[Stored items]
--------------------------------------------------

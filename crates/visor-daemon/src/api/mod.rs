//! HTTP control plane.
//!
//! Handlers validate at the boundary (400 for bad payloads, 404 for
//! unknown names, 501 for unsupported queries) and forward everything
//! else to the loop task over the control channel.

mod apps;
mod brightness;
mod display;
mod effects;
mod events;

use std::sync::atomic::AtomicU8;
use std::sync::Arc;

use axum::extract::{State, WebSocketUpgrade};
use axum::http::StatusCode;
use axum::response::{IntoResponse, Response};
use axum::routing::get;
use axum::{Json, Router};
use serde_json::json;
use tokio::sync::oneshot;
use tower_http::cors::CorsLayer;
use visor_engine::{EventRegistry, EventType, QueryType};

use crate::control::{Control, ControlSender};
use crate::transport::WsHub;

/// Static description of one registered app, captured at startup for
/// the listing endpoints.
pub struct AppInfo {
    pub name: String,
    pub events: Vec<EventType>,
    pub queries: Vec<QueryType>,
}

#[derive(Clone)]
pub struct ApiState {
    pub ctrl: ControlSender,
    pub registry: Arc<EventRegistry>,
    pub apps: Arc<Vec<AppInfo>>,
    pub brightness: Arc<AtomicU8>,
    pub ws: Option<WsHub>,
}

/// Structured error body: `{"detail": "..."}` with the matching status.
pub struct ApiError {
    status: StatusCode,
    detail: String,
}

impl ApiError {
    pub fn bad_request(detail: impl Into<String>) -> Self {
        Self {
            status: StatusCode::BAD_REQUEST,
            detail: detail.into(),
        }
    }

    pub fn not_found(detail: impl Into<String>) -> Self {
        Self {
            status: StatusCode::NOT_FOUND,
            detail: detail.into(),
        }
    }

    pub fn not_implemented(detail: impl Into<String>) -> Self {
        Self {
            status: StatusCode::NOT_IMPLEMENTED,
            detail: detail.into(),
        }
    }

    pub fn unavailable() -> Self {
        Self {
            status: StatusCode::SERVICE_UNAVAILABLE,
            detail: "control loop is not running".to_string(),
        }
    }
}

impl IntoResponse for ApiError {
    fn into_response(self) -> Response {
        (self.status, Json(json!({ "detail": self.detail }))).into_response()
    }
}

/// Send a command to the loop and await its reply.
pub async fn ask<T>(
    ctrl: &ControlSender,
    build: impl FnOnce(oneshot::Sender<T>) -> Control,
) -> Result<T, ApiError> {
    let (tx, rx) = oneshot::channel();
    ctrl.send(build(tx)).map_err(|_| ApiError::unavailable())?;
    rx.await.map_err(|_| ApiError::unavailable())
}

pub fn router(state: ApiState) -> Router {
    let mut router = Router::new()
        .nest("/api/apps", apps::router())
        .nest("/api/effects", effects::router())
        .nest("/api/events", events::router())
        .nest("/api/display", display::router())
        .nest("/api/brightness", brightness::router());

    if state.ws.is_some() {
        router = router.route("/api/ws", get(ws_handler));
    }

    router.layer(CorsLayer::permissive()).with_state(state)
}

async fn ws_handler(State(state): State<ApiState>, upgrade: WebSocketUpgrade) -> Response {
    match state.ws.clone() {
        Some(hub) => upgrade.on_upgrade(move |socket| async move { hub.handle_socket(socket).await }),
        None => StatusCode::NOT_FOUND.into_response(),
    }
}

--------------------------------------------------

> BRIEF: Nothing but an exact copy of the lines from the first one above through the line holding "use axum::http::StatusCode;" should be returned.

> WRITTEN SOLUTION:
filename crates/visor-daemon/src/api/mod.rs
//! HTTP control plane.
//!
//! Handlers validate at the boundary (400 for bad payloads, 404 for
//! unknown names, 501 for unsupported queries) and forward everything
//! else to the loop task over the control channel.

mod apps;
mod brightness;
mod display;
mod effects;
mod events;

use std::sync::atomic::AtomicU8;
use std::sync::Arc;

use axum::extract::{State, WebSocketUpgrade};
use axum::http::StatusCode;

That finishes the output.